Only the lines from the first line of the records through the line containing "the back references" belong in the answer. Copy them exactly.

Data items
# # # #
// src/assemble.rs

//! Finalization shared by the importer and the merger
//!
//! Both builders accumulate a [`Draft`]: interned strings, packages whose
//! relation lists point at provisional property and tree node ids, and a
//! [`TreeBuilder`]. [`Draft::finish`] sorts everything into its final order,
//! rewrites the lists to the new indices and fills in the back references
//! from properties and files to the packages that carry them.

use crate::array::RecordArray;
use crate::hashtable::HashTable;
use crate::list::{ListEntry, RelationList, remap_pool, sort_runs};
use crate::set::{Backing, Package, PackageSet, Property, PropertyFlags};
use crate::tree::TreeBuilder;
use crate::version::versioncmp;
use std::cmp::Ordering;
use std::collections::HashMap;
use tracing::debug;

#[derive(Debug)]
pub(crate) struct Draft {
    pub strings: HashTable,
    pub details: HashTable,
    pub file_strings: HashTable,
    /// Packages with lists into `property_pool` and `file_pool`, in any
    /// order. Every list holds distinct ids.
    pub packages: Vec<Package>,
    /// Properties in first-seen order, without package lists
    pub properties: Vec<Property>,
    pub property_pool: RecordArray<ListEntry>,
    /// Holds tree node ids until [`Draft::finish`] maps them to entries
    pub file_pool: RecordArray<ListEntry>,
    pub tree: TreeBuilder,
    property_ids: HashMap<(u32, PropertyFlags, u32), u32>,
}

impl Draft {
    pub(crate) fn new() -> Self {
        let mut draft = Self {
            strings: HashTable::new(),
            details: HashTable::new(),
            file_strings: HashTable::new(),
            packages: Vec::new(),
            properties: Vec::new(),
            property_pool: RecordArray::new(),
            file_pool: RecordArray::new(),
            tree: TreeBuilder::new(),
            property_ids: HashMap::new(),
        };
        // Offset 0 of every pool is the empty string.
        draft.strings.insert("");
        draft.details.insert("");
        draft.file_strings.insert("");
        draft
    }

    /// Provisional id of the property `(name, flags, version)`, created on
    /// first use. Arguments are offsets into `strings`.
    pub(crate) fn property(&mut self, name: u32, flags: PropertyFlags, version: u32) -> u32 {
        let next = self.properties.len() as u32;
        let id = *self.property_ids.entry((name, flags, version)).or_insert(next);
        if id == next {
            self.properties.push(Property {
                name,
                flags,
                version,
                packages: RelationList::Empty,
            });
        }
        id
    }

    /// Sort, remap and cross-link everything into a finished set
    pub(crate) fn finish(mut self) -> PackageSet {
        let property_order = self.sort_properties();
        let property_map = inverse(&property_order);
        remap_pool(&mut self.property_pool, &property_map);
        sort_runs(&mut self.property_pool);
        for package in &mut self.packages {
            package.properties.remap(&property_map);
        }

        let mut keep = vec![false; self.tree.len()];
        for package in &self.packages {
            for node in package.files.iter(&self.file_pool) {
                keep[node as usize] = true;
            }
        }
        let (mut entries, entry_map) = self.tree.emit(self.file_strings.pool().as_bytes(), &keep);
        remap_pool(&mut self.file_pool, &entry_map);
        sort_runs(&mut self.file_pool);
        for package in &mut self.packages {
            package.files.remap(&entry_map);
        }

        let package_order = self.sort_packages();
        let packages: Vec<Package> = package_order
            .iter()
            .map(|&i| self.packages[i as usize])
            .collect();

        // Packages are visited in final order, so every back-reference
        // list comes out sorted.
        let mut property_owners = vec![Vec::new(); self.properties.len()];
        let mut entry_owners = vec![Vec::new(); entries.len()];
        for (index, package) in packages.iter().enumerate() {
            for property in package.properties.iter(&self.property_pool) {
                property_owners[property as usize].push(index as u32);
            }
            for entry in package.files.iter(&self.file_pool) {
                entry_owners[entry as usize].push(index as u32);
            }
        }

        let mut package_pool = RecordArray::new();
        let properties: RecordArray<Property> = property_order
            .iter()
            .zip(&property_owners)
            .map(|(&old, owners)| Property {
                packages: RelationList::from_items(&mut package_pool, owners, false),
                ..self.properties[old as usize]
            })
            .collect();
        for (entry, owners) in entries.iter_mut().zip(&entry_owners) {
            entry.packages = RelationList::from_items(&mut package_pool, owners, false);
        }

        debug!(
            "Assembled set: {} packages, {} properties, {} file entries",
            packages.len(),
            properties.len(),
            entries.len()
        );

        PackageSet {
            string_pool: self.strings.into_pool(),
            packages: packages.into_iter().collect(),
            properties,
            files: entries.into_iter().collect(),
            package_pool,
            property_pool: self.property_pool,
            file_pool: self.file_pool,
            file_string_pool: self.file_strings.into_pool(),
            details_string_pool: self.details.into_pool(),
            backing: Backing::Owned,
        }
    }

    /// Provisional property ids in final order: name, flags, then version
    fn sort_properties(&self) -> Vec<u32> {
        let string = |offset: u32| self.strings.get(offset).unwrap_or("");
        let mut order: Vec<u32> = (0..self.properties.len() as u32).collect();
        order.sort_by(|&a, &b| {
            let (a, b) = (&self.properties[a as usize], &self.properties[b as usize]);
            string(a.name)
                .cmp(string(b.name))
                .then(a.flags.cmp(&b.flags))
                .then_with(|| versioncmp(string(a.version), string(b.version)))
        });
        order
    }

    /// Package positions in final order: name, version, then arch
    fn sort_packages(&self) -> Vec<u32> {
        let string = |offset: u32| self.strings.get(offset).unwrap_or("");
        let mut order: Vec<u32> = (0..self.packages.len() as u32).collect();
        order.sort_by(|&a, &b| compare_packages(&self.packages[a as usize], &self.packages[b as usize], string));
        order
    }
}

fn compare_packages<'a>(a: &Package, b: &Package, string: impl Fn(u32) -> &'a str) -> Ordering {
    string(a.name)
        .cmp(string(b.name))
        .then_with(|| versioncmp(string(a.version), string(b.version)))
        .then_with(|| string(a.arch).cmp(string(b.arch)))
}

/// Turn "position to old id" into "old id to position"
fn inverse(order: &[u32]) -> Vec<u32> {
    let mut map = vec![0; order.len()];
    for (position, &old) in order.iter().enumerate() {
        map[old as usize] = position as u32;
    }
    map
}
# # # #
Solution to this problem:
// src/assemble.rs

//! Finalization shared by the importer and the merger
//!
//! Both builders accumulate a [`Draft`]: interned strings, packages whose
//! relation lists point at provisional property and tree node ids, and a
//! [`TreeBuilder`]. [`Draft::finish`] sorts everything into its final order,
//! rewrites the lists to the new indices and fills in the back references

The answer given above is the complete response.